Created by Martin 3 years ago
I first met Martin in 1976 when he was head of Biology at the Radcliffe School and I was starting my first job in the teaching world. Putting it simply, he was the reason I survived my first year. Martin probably knew the meaning of ‘panic’, but only from a dictionary. He emanated calmness and took everything in his stride – the perfect mentor for his ‘volatile Welshman’. An assertive, driving go-getter he certainly wasn’t, yet Martin quietly excelled at anything he became interested in, be it canoeing, rowing, music, beekeeping or making skeps, (who else would Disney go to for the latter?).
 
One of the very rare times I saw him off-balance was at the start of what everyone thought would be a normal school day. Martin walked quickly into the biology prep room with a worried air, which instantly raised our tension levels to Defcon 2. It turned out that there was a big exhibition at Green Park, and the head had, some time ago, asked him to prepare an exhibition for it. Martin had duly filed and forgotten the conversation until the head reminded him about it that morning, saying he hoped the display was ready as he would be standing alongside it.

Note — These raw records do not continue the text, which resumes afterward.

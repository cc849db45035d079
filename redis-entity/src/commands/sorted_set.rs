use crate::{Error, Value, commands::KeyCommands};

/// 有序集合族命令
pub trait SortedSetCommands: KeyCommands {
    async fn zadd(&self, score: f64, member: impl Into<Value> + Send) -> Result<u64, Error> {
        self.invoke("ZADD", &[score.into(), member.into()]).await
    }

    async fn zscore(&self, member: impl Into<Value> + Send) -> Result<Option<f64>, Error> {
        self.invoke("ZSCORE", &[member.into()]).await
    }

    async fn zincrby(&self, delta: f64, member: impl Into<Value> + Send) -> Result<f64, Error> {
        self.invoke("ZINCRBY", &[delta.into(), member.into()]).await
    }

    async fn zrem(&self, member: impl Into<Value> + Send) -> Result<u64, Error> {
        self.invoke("ZREM", &[member.into()]).await
    }

    async fn zcard(&self) -> Result<u64, Error> {
        self.invoke("ZCARD", &[]).await
    }

    async fn zcount(&self, min: f64, max: f64) -> Result<u64, Error> {
        self.invoke("ZCOUNT", &[min.into(), max.into()]).await
    }

    async fn zrange(&self, start: i64, stop: i64) -> Result<Vec<String>, Error> {
        self.invoke("ZRANGE", &[start.into(), stop.into()]).await
    }

    async fn zrevrange(&self, start: i64, stop: i64) -> Result<Vec<String>, Error> {
        self.invoke("ZREVRANGE", &[start.into(), stop.into()]).await
    }

    async fn zrank(&self, member: impl Into<Value> + Send) -> Result<Option<u64>, Error> {
        self.invoke("ZRANK", &[member.into()]).await
    }
}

What’s more, he’d been informed that it was one of the exhibits that Princess Anne was due to stop and discuss with him. 
 
How long have we got, we asked? Until tonight, was the inevitable response. Hyperdrive engaged. An appropriate display was designed (by Martin) in about three minutes, planned lessons were binned and we all took our timetabled classes out to hunt down the required plant components. The urgency spread to the pupils, and, bless them, they responded. As a result, local inhabitants were treated to the sight of children swaying in trees, searching on hands and knees through meadows, and, in one case, wading into the canal – they were on a mission. Everything was brought back to Martin at mission control, and he started putting it together. I don’t know how late he worked that evening, but the result was four sequenced aquaria, each containing plants that would be found in the environment as the land in Milton Keynes went from natural state to one disturbed by development and then through recovery phases to a new ecosystem. Brilliant, and delivered to deadline. Martin hadn’t been worried in the least about the possible consequences of failure – he just didn’t want the head to look like a muppet at an event that was clearly very important to him. 
 
That was Martin. I’ll miss him.
 
Cysgu’n dda, hen ffrind.
 
Martin C.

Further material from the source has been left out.